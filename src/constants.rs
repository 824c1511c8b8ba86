//! Application constants for the tariff importer
//!
//! This module contains the CSV column names, rate extraction ranges,
//! storage conventions and default values used throughout the application.

// =============================================================================
// Tariff CSV Columns
// =============================================================================

/// Column names of the tariff CSV export
pub mod columns {
    pub const ID: &str = "ID";
    pub const TARIFF_LINE: &str = "TL";
    pub const TARIFF_LINE_DESCRIPTION: &str = "TL_Desc";
    pub const SECTOR_CODE: &str = "Sector_Code";
    pub const BASE_RATE: &str = "Base_Rate";
    pub const BASE_RATE_ALT: &str = "Base_Rate_Alt";
    pub const FINAL_YEAR: &str = "Final_Year";
    pub const TRQ_QUOTA: &str = "TRQ_Quota";
    pub const TRQ_NOTE: &str = "TRQ_Note";
    pub const TARIFF_ELIMINATED: &str = "Tariff_Eliminated";
    pub const PARTNER_NAME: &str = "PartnerName";
    pub const REPORTER_NAME: &str = "ReporterName";
    pub const PARTNER_START_YEAR: &str = "PartnerStartYear";
    pub const REPORTER_START_YEAR: &str = "ReporterStartYear";
    pub const PARTNER_AGREEMENT_NAME: &str = "PartnerAgreementName";
    pub const REPORTER_AGREEMENT_NAME: &str = "ReporterAgreementName";
    pub const QUOTA_NAME: &str = "QuotaName";
    pub const RULE_TEXT: &str = "Rule_Text";
    pub const LINK_TEXT: &str = "Link_Text";
    pub const LINK_URL: &str = "Link_Url";
    pub const HS6: &str = "HS6";
    pub const HS6_DESCRIPTION: &str = "HS6_Desc";
    pub const STAGING_BASKET_ID: &str = "StagingBasketId";
    pub const STAGING_BASKET: &str = "StagingBasket";
    pub const PRODUCT_TYPE_ID: &str = "Product_Type";
    pub const PRODUCT_TYPE: &str = "ProductType";

    /// Every scalar column the row mapper reads
    pub const SCALAR_COLUMNS: &[&str] = &[
        ID,
        TARIFF_LINE,
        TARIFF_LINE_DESCRIPTION,
        SECTOR_CODE,
        BASE_RATE,
        BASE_RATE_ALT,
        FINAL_YEAR,
        TRQ_QUOTA,
        TRQ_NOTE,
        TARIFF_ELIMINATED,
        PARTNER_NAME,
        REPORTER_NAME,
        PARTNER_START_YEAR,
        REPORTER_START_YEAR,
        PARTNER_AGREEMENT_NAME,
        REPORTER_AGREEMENT_NAME,
        QUOTA_NAME,
        RULE_TEXT,
        LINK_TEXT,
        LINK_URL,
        HS6,
        HS6_DESCRIPTION,
        STAGING_BASKET_ID,
        STAGING_BASKET,
        PRODUCT_TYPE_ID,
        PRODUCT_TYPE,
    ];
}

// =============================================================================
// Rate Extraction
// =============================================================================

/// Rate column conventions for the two extraction schemes
pub mod rates {
    /// Country codes containing this marker use the relative-year scheme
    pub const RELATIVE_YEAR_MARKER: &str = "USMCA";

    /// Relative-year scheme: `YEAR{i}` and `YEAR{i}_Alt` for i in 1..=30
    pub const RELATIVE_YEAR_PREFIX: &str = "YEAR";
    pub const RELATIVE_YEAR_ALT_SUFFIX: &str = "_Alt";
    pub const RELATIVE_YEAR_FIRST: i32 = 1;
    pub const RELATIVE_YEAR_LAST: i32 = 30;

    /// Calendar-year scheme: `Y{year}` and `Alt_{year}` for 2004..=2041
    pub const CALENDAR_YEAR_PREFIX: &str = "Y";
    pub const CALENDAR_YEAR_ALT_PREFIX: &str = "Alt_";
    pub const CALENDAR_YEAR_FIRST: i32 = 2004;
    pub const CALENDAR_YEAR_LAST: i32 = 2041;
}

// =============================================================================
// Blob Storage
// =============================================================================

/// Key of the country catalogue inside the blob container
pub const COUNTRIES_BLOB_KEY: &str = "countries.json";

/// Metadata key recording who uploaded a blob
pub const UPLOADED_BY_METADATA_KEY: &str = "uploaded_by";

/// Sidecar directory holding blob metadata
pub const METADATA_DIR_NAME: &str = ".metadata";

pub const CONTENT_TYPE_CSV: &str = "text/csv";
pub const CONTENT_TYPE_JSON: &str = "application/json";

// =============================================================================
// Defaults
// =============================================================================

/// Application directory name under the platform config/data directories
pub const APP_DIR_NAME: &str = "tariff-importer";

pub const DEFAULT_CONFIG_FILE_NAME: &str = "config.toml";
pub const DEFAULT_CONTAINER_NAME: &str = "tariffs";
pub const DEFAULT_BASE_URL: &str = "http://localhost:8080/blobs";
pub const DEFAULT_SNAPSHOT_FILE_NAME: &str = "tariffs.json";
pub const DEFAULT_UPLOADED_BY: &str = "tariff-importer";

/// Default and maximum number of tariffs per page
pub const DEFAULT_PAGE_SIZE: usize = 20;
pub const MAX_PAGE_SIZE: usize = 1000;

/// Staging basket id meaning "all staging baskets" in tariff queries
pub const ALL_STAGING_BASKETS: i64 = -1;

/// Environment variable prefix for configuration overrides
pub const ENV_PREFIX: &str = "TARIFF_";
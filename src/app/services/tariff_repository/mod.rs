//! Tariff persistence for imported tariff batches
//!
//! This module defines the storage boundary the importer and the query
//! service talk to, and an in-memory implementation that can persist itself
//! as a JSON snapshot between runs.
//!
//! Saving is where tariffs receive durable identity and where the reference
//! values they carry (country, staging basket, product type) are reconciled
//! against the canonical records already in the store.

pub mod memory;


use async_trait::async_trait;

use crate::Result;
use crate::app::models::{Page, PageRequest, StagingBasket, Tariff};

pub use memory::InMemoryTariffRepository;

/// Outcome of replacing one country's tariffs
#[derive(Debug, Clone, PartialEq)]
pub struct Replacement {
    /// Tariffs the country had before the replacement
    pub removed: usize,
    /// The new batch, with durable ids and reconciled references
    pub saved: Vec<Tariff>,
}

/// Storage for translated tariffs
///
/// All queries return tariffs ordered by their durable id, which follows save
/// order and therefore source row order within one batch.
#[async_trait]
pub trait TariffRepository: Send + Sync {
    /// Save a batch, assigning durable ids and reconciling references
    async fn save_all(&self, tariffs: Vec<Tariff>) -> Result<Vec<Tariff>>;

    /// Remove every tariff of a country, returning how many were removed
    async fn delete_by_country_code(&self, country_code: &str) -> Result<usize>;

    /// Swap a country's tariffs for a new batch in one step
    ///
    /// Readers never observe the country without tariffs, and a failure
    /// leaves the previous tariffs in place.
    async fn replace_country_tariffs(
        &self,
        country_code: &str,
        tariffs: Vec<Tariff>,
    ) -> Result<Replacement>;

    async fn find_by_country_code(
        &self,
        country_code: &str,
        page: PageRequest,
    ) -> Result<Page<Tariff>>;

    async fn find_by_country_code_and_staging_basket_id(
        &self,
        country_code: &str,
        staging_basket_id: i64,
        page: PageRequest,
    ) -> Result<Page<Tariff>>;

    /// Distinct staging baskets used by a country's tariffs, ordered by id
    async fn find_all_staging_baskets_by_country(
        &self,
        country_code: &str,
    ) -> Result<Vec<StagingBasket>>;

    async fn count_by_country_code(&self, country_code: &str) -> Result<usize>;
}
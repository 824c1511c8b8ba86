//! Column mapping and categorization for tariff CSV headers
//!
//! This module indexes the header row by exact (trimmed, case-sensitive)
//! column name and sorts the columns into scalar tariff fields, rate columns
//! of either extraction scheme, and columns the translator does not read.

use crate::constants::{columns, rates};
use crate::{Error, Result};
use csv::StringRecord;
use std::collections::HashMap;

/// Category of a header column
#[derive(Debug, Clone, Copy, PartialEq, Eq)]
pub enum ColumnKind {
    /// Scalar tariff field read by the row mapper
    Scalar,
    /// `YEAR{i}` or `YEAR{i}_Alt` with i in 1..=30
    RelativeYearRate,
    /// `Y{year}` or `Alt_{year}` with year in 2004..=2041
    CalendarYearRate,
    /// Present in the document but never read
    Unrecognized,
}

impl ColumnKind {
    /// Classify a trimmed column name
    pub fn classify(column_name: &str) -> Self {
        if columns::SCALAR_COLUMNS.contains(&column_name) {
            return ColumnKind::Scalar;
        }

        if let Some(rest) = column_name.strip_prefix(rates::RELATIVE_YEAR_PREFIX) {
            let index = rest.strip_suffix(rates::RELATIVE_YEAR_ALT_SUFFIX).unwrap_or(rest);
            if in_range(index, rates::RELATIVE_YEAR_FIRST, rates::RELATIVE_YEAR_LAST) {
                return ColumnKind::RelativeYearRate;
            }
        }

        let calendar_year = column_name
            .strip_prefix(rates::CALENDAR_YEAR_ALT_PREFIX)
            .or_else(|| column_name.strip_prefix(rates::CALENDAR_YEAR_PREFIX));
        if let Some(year) = calendar_year {
            if in_range(year, rates::CALENDAR_YEAR_FIRST, rates::CALENDAR_YEAR_LAST) {
                return ColumnKind::CalendarYearRate;
            }
        }

        ColumnKind::Unrecognized
    }
}

/// Digits-only number within an inclusive range; rejects signs and padding
fn in_range(text: &str, first: i32, last: i32) -> bool {
    if text.is_empty() || !text.bytes().all(|b| b.is_ascii_digit()) {
        return false;
    }
    match text.parse::<i32>() {
        Ok(value) => value.to_string() == text && (first..=last).contains(&value),
        Err(_) => false,
    }
}

/// Column mapping for a tariff CSV document
#[derive(Debug, Clone, Default)]
pub struct ColumnMapping {
    /// Column name to index mapping
    pub name_to_index: HashMap<String, usize>,

    /// Known scalar tariff columns present in the header
    pub scalar_columns: Vec<String>,

    /// Relative-year rate columns present in the header
    pub relative_year_columns: Vec<String>,

    /// Calendar-year rate columns present in the header
    pub calendar_year_columns: Vec<String>,

    /// Columns that no part of the translation reads
    pub unrecognized_columns: Vec<String>,
}

impl ColumnMapping {
    /// Analyze column headers, rejecting duplicated names
    pub fn analyze(headers: &StringRecord) -> Result<Self> {
        let mut mapping = ColumnMapping::default();

        for (index, header) in headers.iter().enumerate() {
            let column_name = header.trim().to_string();

            // Unnamed columns cannot be addressed
            if column_name.is_empty() {
                continue;
            }

            if mapping.name_to_index.contains_key(&column_name) {
                return Err(Error::malformed_header(format!(
                    "duplicate column '{}' at position {}",
                    column_name,
                    index + 1
                )));
            }
            mapping.name_to_index.insert(column_name.clone(), index);

            match ColumnKind::classify(&column_name) {
                ColumnKind::Scalar => mapping.scalar_columns.push(column_name),
                ColumnKind::RelativeYearRate => mapping.relative_year_columns.push(column_name),
                ColumnKind::CalendarYearRate => mapping.calendar_year_columns.push(column_name),
                ColumnKind::Unrecognized => mapping.unrecognized_columns.push(column_name),
            }
        }

        Ok(mapping)
    }

    /// Get the index for a given column name
    pub fn get_index(&self, column_name: &str) -> Option<usize> {
        self.name_to_index.get(column_name).copied()
    }

    /// Get statistics about the column mapping
    pub fn stats(&self) -> (usize, usize, usize, usize) {
        (
            self.name_to_index.len(),
            self.scalar_columns.len(),
            self.relative_year_columns.len() + self.calendar_year_columns.len(),
            self.unrecognized_columns.len(),
        )
    }
}
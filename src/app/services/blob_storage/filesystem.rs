//! Blob storage backed by a local directory
//!
//! Layout under `{data_dir}/{container}`:
//!
//! ```text
//! countries.json
//! CHINA/tariffs-20240101T120000000Z.csv
//! .metadata/CHINA/tariffs-20240101T120000000Z.csv.json
//! .metadata/.staging/<sha256 of key>.partial
//! ```
//!
//! Blobs are written to the staging area and renamed into place, so a listing
//! never observes a half-written file.

use async_trait::async_trait;
use chrono::{DateTime, Utc};
use serde::{Deserialize, Serialize};
use sha2::{Digest, Sha256};
use std::path::{Path, PathBuf};
use tracing::{debug, info, warn};
use walkdir::WalkDir;

use super::{BlobStorage, COUNTRIES_FIXTURE, validate_key};
use crate::app::models::BlobMetadata;
use crate::app::models::blob::mark_latest_upload;
use crate::config::StorageConfig;
use crate::constants::{
    COUNTRIES_BLOB_KEY, CONTENT_TYPE_JSON, DEFAULT_UPLOADED_BY, METADATA_DIR_NAME,
    UPLOADED_BY_METADATA_KEY,
};
use crate::{Error, Result};

const STAGING_DIR_NAME: &str = ".staging";
const FALLBACK_CONTENT_TYPE: &str = "application/octet-stream";

/// Sidecar metadata stored next to each blob
#[derive(Debug, Clone, Serialize, Deserialize)]
struct StoredMetadata {
    uploaded_by: Option<String>,
    content_type: String,
    uploaded_at: DateTime<Utc>,
    size: u64,
    sha256: String,
}

/// Filesystem implementation of [`BlobStorage`]
#[derive(Debug, Clone)]
pub struct FilesystemBlobStorage {
    root: PathBuf,
    container: String,
    base_url: String,
    verify_uploads: bool,
    owner: String,
}

impl FilesystemBlobStorage {
    pub fn new(
        data_dir: impl AsRef<Path>,
        container: impl Into<String>,
        base_url: impl Into<String>,
    ) -> Self {
        let container = container.into();
        Self {
            root: data_dir.as_ref().join(&container),
            container,
            base_url: base_url.into().trim_end_matches('/').to_string(),
            verify_uploads: true,
            owner: DEFAULT_UPLOADED_BY.to_string(),
        }
    }

    pub fn from_config(config: &StorageConfig) -> Self {
        Self::new(&config.data_dir, &config.container, &config.base_url)
            .with_verification(config.verify_uploads)
    }

    /// Enable or disable the read-back check after each save
    pub fn with_verification(mut self, verify_uploads: bool) -> Self {
        self.verify_uploads = verify_uploads;
        self
    }

    /// Identity recorded as uploader of the seeded catalogue
    pub fn with_owner(mut self, owner: impl Into<String>) -> Self {
        self.owner = owner.into();
        self
    }

    /// Directory holding the container's blobs
    pub fn root(&self) -> &Path {
        &self.root
    }

    pub fn url_for(&self, key: &str) -> String {
        format!("{}/{}/{}", self.base_url, self.container, key)
    }

    fn blob_path(&self, key: &str) -> PathBuf {
        key.split('/')
            .fold(self.root.clone(), |path, segment| path.join(segment))
    }

    fn metadata_path(&self, key: &str) -> PathBuf {
        let mut path = self.root.join(METADATA_DIR_NAME);
        for segment in key.split('/') {
            path.push(segment);
        }
        let mut file_name = path.file_name().unwrap_or_default().to_os_string();
        file_name.push(".json");
        path.set_file_name(file_name);
        path
    }

    fn metadata_from(&self, key: String, stored: StoredMetadata) -> BlobMetadata {
        BlobMetadata {
            url: self.url_for(&key),
            key,
            uploaded_by: stored.uploaded_by,
            uploaded_at: stored.uploaded_at,
            content_type: stored.content_type,
            size: stored.size,
            sha256: stored.sha256,
            latest_upload: false,
        }
    }

    async fn write_atomically(&self, key: &str, target: &Path, content: &[u8]) -> Result<()> {
        let staging_dir = self.root.join(METADATA_DIR_NAME).join(STAGING_DIR_NAME);
        create_dir(&staging_dir).await?;
        if let Some(parent) = target.parent() {
            create_dir(parent).await?;
        }

        let partial = staging_dir.join(format!("{}.partial", sha256_hex(key.as_bytes())));
        tokio::fs::write(&partial, content)
            .await
            .map_err(|e| Error::io(format!("Failed to write {}", partial.display()), e))?;
        tokio::fs::rename(&partial, target)
            .await
            .map_err(|e| Error::io(format!("Failed to move blob to {}", target.display()), e))
    }

    async fn verify_stored(&self, key: &str, path: &Path, expected: &[u8]) -> Result<()> {
        let stored = tokio::fs::read(path)
            .await
            .map_err(|e| Error::io(format!("Failed to read back {}", path.display()), e))?;

        if stored != expected {
            return Err(Error::blob_integrity(
                key,
                format!(
                    "stored {} bytes do not match the {} uploaded bytes",
                    stored.len(),
                    expected.len()
                ),
            ));
        }
        Ok(())
    }
}

#[async_trait]
impl BlobStorage for FilesystemBlobStorage {
    async fn container_exists(&self) -> Result<bool> {
        tokio::fs::try_exists(&self.root)
            .await
            .map_err(|e| Error::io(format!("Failed to check {}", self.root.display()), e))
    }

    async fn create_container(&self) -> Result<()> {
        create_dir(&self.root).await?;
        self.save(
            COUNTRIES_BLOB_KEY,
            COUNTRIES_FIXTURE.as_bytes(),
            CONTENT_TYPE_JSON,
            &self.owner,
        )
        .await?;

        info!(
            "Created container '{}' at {}",
            self.container,
            self.root.display()
        );
        Ok(())
    }

    async fn save(
        &self,
        key: &str,
        content: &[u8],
        content_type: &str,
        uploaded_by: &str,
    ) -> Result<BlobMetadata> {
        validate_key(key)?;

        let digest = sha256_hex(content);
        let path = self.blob_path(key);
        self.write_atomically(key, &path, content).await?;

        if self.verify_uploads {
            self.verify_stored(key, &path, content).await?;
        }

        let stored = StoredMetadata {
            uploaded_by: Some(uploaded_by.to_string()),
            content_type: content_type.to_string(),
            uploaded_at: Utc::now(),
            size: content.len() as u64,
            sha256: digest,
        };
        let json = serde_json::to_vec_pretty(&stored).map_err(|e| {
            Error::serialization(format!("Failed to encode metadata for {}", key), e)
        })?;
        let metadata_path = self.metadata_path(key);
        if let Some(parent) = metadata_path.parent() {
            create_dir(parent).await?;
        }
        tokio::fs::write(&metadata_path, json)
            .await
            .map_err(|e| Error::io(format!("Failed to write {}", metadata_path.display()), e))?;

        debug!(
            "Saved blob {} ({} bytes, {}={})",
            key,
            stored.size,
            UPLOADED_BY_METADATA_KEY,
            uploaded_by
        );
        Ok(self.metadata_from(key.to_string(), stored))
    }

    async fn list(&self, prefix: &str) -> Result<Vec<BlobMetadata>> {
        let storage = self.clone();
        let prefix = prefix.to_string();

        let mut blobs = tokio::task::spawn_blocking(move || storage.scan(&prefix))
            .await
            .map_err(|e| Error::io("Blob listing task failed", std::io::Error::other(e)))??;

        blobs.sort_by(|a, b| a.key.cmp(&b.key));
        mark_latest_upload(&mut blobs);
        Ok(blobs)
    }

    async fn fetch(&self, key: &str) -> Result<Vec<u8>> {
        validate_key(key)?;
        let path = self.blob_path(key);

        match tokio::fs::read(&path).await {
            Ok(content) => Ok(content),
            Err(e) if e.kind() == std::io::ErrorKind::NotFound => Err(Error::blob_not_found(key)),
            Err(e) => Err(Error::io(format!("Failed to read {}", path.display()), e)),
        }
    }
}

impl FilesystemBlobStorage {
    /// Walk the container and collect metadata for keys matching `prefix`
    fn scan(&self, prefix: &str) -> Result<Vec<BlobMetadata>> {
        if !self.root.exists() {
            return Ok(Vec::new());
        }

        let mut blobs = Vec::new();
        let walker = WalkDir::new(&self.root)
            .min_depth(1)
            .into_iter()
            .filter_entry(|entry| entry.depth() != 1 || entry.file_name() != METADATA_DIR_NAME);

        for entry in walker {
            let entry = entry.map_err(|e| {
                Error::io(
                    format!("Failed to scan {}", self.root.display()),
                    std::io::Error::other(e),
                )
            })?;
            if !entry.file_type().is_file() {
                continue;
            }

            let Some(key) = relative_key(&self.root, entry.path()) else {
                warn!("Skipping non UTF-8 blob path {}", entry.path().display());
                continue;
            };
            if !key.starts_with(prefix) {
                continue;
            }

            let stored = self.read_stored_metadata(&key, entry.path())?;
            blobs.push(self.metadata_from(key, stored));
        }

        Ok(blobs)
    }

    /// Sidecar metadata, or metadata derived from the file when the sidecar is missing
    fn read_stored_metadata(&self, key: &str, blob_path: &Path) -> Result<StoredMetadata> {
        let metadata_path = self.metadata_path(key);
        match std::fs::read_to_string(&metadata_path) {
            Ok(json) => serde_json::from_str(&json).map_err(|e| {
                Error::serialization(format!("Invalid metadata for blob {}", key), e)
            }),
            Err(e) if e.kind() == std::io::ErrorKind::NotFound => {
                debug!("No metadata sidecar for {}, deriving from file", key);
                let content = std::fs::read(blob_path)
                    .map_err(|e| Error::io(format!("Failed to read {}", blob_path.display()), e))?;
                let modified = std::fs::metadata(blob_path)
                    .and_then(|m| m.modified())
                    .map_err(|e| Error::io(format!("Failed to stat {}", blob_path.display()), e))?;

                Ok(StoredMetadata {
                    uploaded_by: None,
                    content_type: FALLBACK_CONTENT_TYPE.to_string(),
                    uploaded_at: DateTime::<Utc>::from(modified),
                    size: content.len() as u64,
                    sha256: sha256_hex(&content),
                })
            }
            Err(e) => Err(Error::io(
                format!("Failed to read {}", metadata_path.display()),
                e,
            )),
        }
    }
}

fn relative_key(root: &Path, path: &Path) -> Option<String> {
    let relative = path.strip_prefix(root).ok()?;
    let segments: Option<Vec<&str>> = relative
        .components()
        .map(|component| component.as_os_str().to_str())
        .collect();
    segments.map(|segments| segments.join("/"))
}

async fn create_dir(path: &Path) -> Result<()> {
    tokio::fs::create_dir_all(path)
        .await
        .map_err(|e| Error::io(format!("Failed to create directory {}", path.display()), e))
}

pub fn sha256_hex(content: &[u8]) -> String {
    let mut hasher = Sha256::new();
    hasher.update(content);
    hex::encode(hasher.finalize())
}
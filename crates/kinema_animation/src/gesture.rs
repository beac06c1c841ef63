//! Gesture bindings
//!
//! Native scroll events are mapped straight into value slots, so animations
//! reading those slots follow the scroll position without any glue code.

use kinema_core::{NodeGraph, Result, ValueNode};
use serde::{Deserialize, Serialize};

/// Value slots that receive the scroll content offset
#[derive(Clone, Copy, Debug, Default, PartialEq)]
pub struct ContentOffset {
    pub x: Option<ValueNode>,
    pub y: Option<ValueNode>,
}

impl ContentOffset {
    pub fn x(value: ValueNode) -> Self {
        Self {
            x: Some(value),
            y: None,
        }
    }

    pub fn y(value: ValueNode) -> Self {
        Self {
            x: None,
            y: Some(value),
        }
    }
}

/// Scroll position reported by the platform
#[derive(Clone, Copy, Debug, Default, PartialEq, Serialize, Deserialize)]
pub struct ScrollEvent {
    pub content_offset_x: f64,
    pub content_offset_y: f64,
}

impl ScrollEvent {
    pub fn new(content_offset_x: f64, content_offset_y: f64) -> Self {
        Self {
            content_offset_x,
            content_offset_y,
        }
    }
}

/// Event handler produced by [`on_scroll`]
#[derive(Clone, Copy, Debug)]
pub struct ScrollHandler {
    offset: ContentOffset,
}

impl ScrollHandler {
    /// Write the event's content offset into the bound slots
    pub fn handle(&self, graph: &mut NodeGraph, event: &ScrollEvent) -> Result<()> {
        if let Some(x) = self.offset.x {
            graph.set_value(x, event.content_offset_x)?;
        }
        if let Some(y) = self.offset.y {
            graph.set_value(y, event.content_offset_y)?;
        }
        tracing::trace!(
            x = event.content_offset_x,
            y = event.content_offset_y,
            "scroll"
        );
        Ok(())
    }

    pub fn offset(&self) -> ContentOffset {
        self.offset
    }
}

/// Bind scroll content offsets to value slots
pub fn on_scroll(offset: ContentOffset) -> ScrollHandler {
    ScrollHandler { offset }
}

#[cfg(test)]
mod tests {
    use super::*;
    use kinema_core::GraphError;

    #[test]
    fn test_scroll_writes_bound_axes() {
        let mut graph = NodeGraph::new();
        let y = graph.value(0.0);
        let handler = on_scroll(ContentOffset::y(y));

        handler.handle(&mut graph, &ScrollEvent::new(12.0, 340.0)).unwrap();
        assert_eq!(graph.get_value(y), Ok(340.0));
        assert_eq!(handler.offset().x, None);
    }

    #[test]
    fn test_scroll_drives_dependent_nodes() {
        let mut graph = NodeGraph::new();
        let x = graph.value(0.0);
        let y = graph.value(0.0);
        let handler = on_scroll(ContentOffset {
            x: Some(x),
            y: Some(y),
        });
        let sum = graph.add(x, y);

        handler.handle(&mut graph, &ScrollEvent::new(5.0, 7.0)).unwrap();
        assert_eq!(graph.evaluate(sum), Ok(12.0));
    }

    #[test]
    fn test_scroll_into_removed_slot_fails() {
        let mut graph = NodeGraph::new();
        let y = graph.value(0.0);
        graph.remove(y.id());

        let handler = on_scroll(ContentOffset::y(y));
        assert_eq!(
            handler.handle(&mut graph, &ScrollEvent::default()),
            Err(GraphError::UnknownNode(y.id()))
        );
    }

    #[test]
    fn test_event_from_json() {
        let event: ScrollEvent =
            serde_json::from_str(r#"{"content_offset_x":0.0,"content_offset_y":88.5}"#).unwrap();
        assert_eq!(event, ScrollEvent::new(0.0, 88.5));
    }
}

# # # # # # #

* What you will do:
Pull every line containing the word "without" out of the listing.

* Response:
    /// Readers never observe the country without tariffs, and a failure
//! reading those slots follow the scroll position without any glue code.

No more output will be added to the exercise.